BTW Skitter’s visit with Mom was just the thing her little doggie-highness needed. She got a part of her Skit-spark back.

Another Safe Photograph

I thought Bow Tie o’ the Day and I should follow-up this morning’s clean post photo with another super-duper wholesome picture this afternoon, just in case Suzanne is still touchy about the January 5th morning post photo, which she considers to be exposing too many square inches of my pale, pale skin. How scandalous of me!

Here I am, snapped with my Kodak Handle Instant camera, back in the same days of the crazy sleepovers and my mooning. I am showing off my car door. It’s not my car door which belonged to my car. It’s my car door, which I rescued and took home. I found it in the middle of a gravel road in Sugarville. It looked so forlorn laying there all by itself, with its fair share of life’s rust, scratches, and dents. I thought it only right that I should be a Good Samaritan and provide it with shelter and love, so I adopted it.
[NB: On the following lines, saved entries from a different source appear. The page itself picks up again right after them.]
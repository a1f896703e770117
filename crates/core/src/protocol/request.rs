//! Requests issued by the controller

use super::error::ProtocolError;
use super::frame::{Frame, Subsystem, PAYLOAD_LEN};

/// Actuator switch verb
#[derive(Debug, Clone, Copy, PartialEq, Eq)]
#[cfg_attr(feature = "defmt", derive(defmt::Format))]
pub enum Switch {
    Set,
    Clear,
}

impl Switch {
    pub const fn from_bool(on: bool) -> Self {
        if on {
            Switch::Set
        } else {
            Switch::Clear
        }
    }

    pub const fn is_set(self) -> bool {
        matches!(self, Switch::Set)
    }

    const fn verb(self) -> &'static [u8] {
        match self {
            Switch::Set => b"SET",
            Switch::Clear => b"CLR",
        }
    }
}

/// One request frame, tagged by subsystem
#[derive(Debug, Clone, Copy, PartialEq, Eq)]
#[cfg_attr(feature = "defmt", derive(defmt::Format))]
pub enum Request {
    Speed,
    Slope,
    Gas(Switch),
    Brake(Switch),
    Mixer(Switch),
    Light,
    Lamps(Switch),
    Movement,
    Distance,
    /// Announce the emergency to the peer (`ERR: SET`)
    FaultAck,
}

impl Request {
    pub const fn subsystem(self) -> Subsystem {
        match self {
            Request::Speed => Subsystem::Speed,
            Request::Slope => Subsystem::Slope,
            Request::Gas(_) => Subsystem::Gas,
            Request::Brake(_) => Subsystem::Brake,
            Request::Mixer(_) => Subsystem::Mixer,
            Request::Light => Subsystem::Light,
            Request::Lamps(_) => Subsystem::Lamps,
            Request::Movement => Subsystem::Movement,
            Request::Distance => Subsystem::Distance,
            Request::FaultAck => Subsystem::Error,
        }
    }

    const fn verb(self) -> &'static [u8] {
        match self {
            Request::Gas(s) | Request::Brake(s) | Request::Mixer(s) | Request::Lamps(s) => s.verb(),
            Request::FaultAck => Switch::Set.verb(),
            _ => b"REQ",
        }
    }

    /// Byte-exact frame, e.g. `"GAS: SET\n"` or `"DS:  REQ\n"`
    pub fn to_frame(self) -> Frame {
        let mut payload = [b' '; PAYLOAD_LEN];
        let prefix = self.subsystem().prefix();
        let verb = self.verb();
        payload[..prefix.len()].copy_from_slice(prefix);
        payload[PAYLOAD_LEN - verb.len()..].copy_from_slice(verb);
        Frame::from_payload(payload)
    }

    /// Parse a request frame, as a peer or simulator does
    pub fn parse(frame: &Frame) -> Result<Self, ProtocolError> {
        let (subsystem, _) = frame.split()?;
        let candidates: &[Request] = match subsystem {
            Subsystem::Speed => &[Request::Speed],
            Subsystem::Slope => &[Request::Slope],
            Subsystem::Light => &[Request::Light],
            Subsystem::Movement => &[Request::Movement],
            Subsystem::Distance => &[Request::Distance],
            Subsystem::Error => &[Request::FaultAck],
            Subsystem::Gas => &[Request::Gas(Switch::Set), Request::Gas(Switch::Clear)],
            Subsystem::Brake => &[Request::Brake(Switch::Set), Request::Brake(Switch::Clear)],
            Subsystem::Mixer => &[Request::Mixer(Switch::Set), Request::Mixer(Switch::Clear)],
            Subsystem::Lamps => &[Request::Lamps(Switch::Set), Request::Lamps(Switch::Clear)],
        };
        candidates
            .iter()
            .copied()
            .find(|r| r.to_frame() == *frame)
            .ok_or(ProtocolError::UnknownVerb(subsystem))
    }
}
You have to understand: this was during the early-/mid-70’s– the era of pet rocks– so a pet car door didn’t seem all that outlandish to me. Occasionally, I drove it uptown to one of the gas stations, where I would unload it by my car and wash its window, to provide amusement for folks dragging Main. The car door’s window relished getting the squeegee treatment.

My car door lived with me until I went to college, where I couldn’t take it with me. I re-homed it before I left Delta, in 1981. I drove it out West to a farm near where I’d found it, where it could live out its earthly existence running fast and free in the fields of the Lord.

[FYI Skitter is a bit more active today, but not much. She stays zonked-out under her pile of blankets like she’s hibernating. She did decide to accompany me on the walk to the mailboxes late this afternoon. She hasn’t cared to go for a walkie for a few days, so that’s a getting-better sign. Skitter thanks you for the positive vibes you’ve sent her way. We think they’re helping.]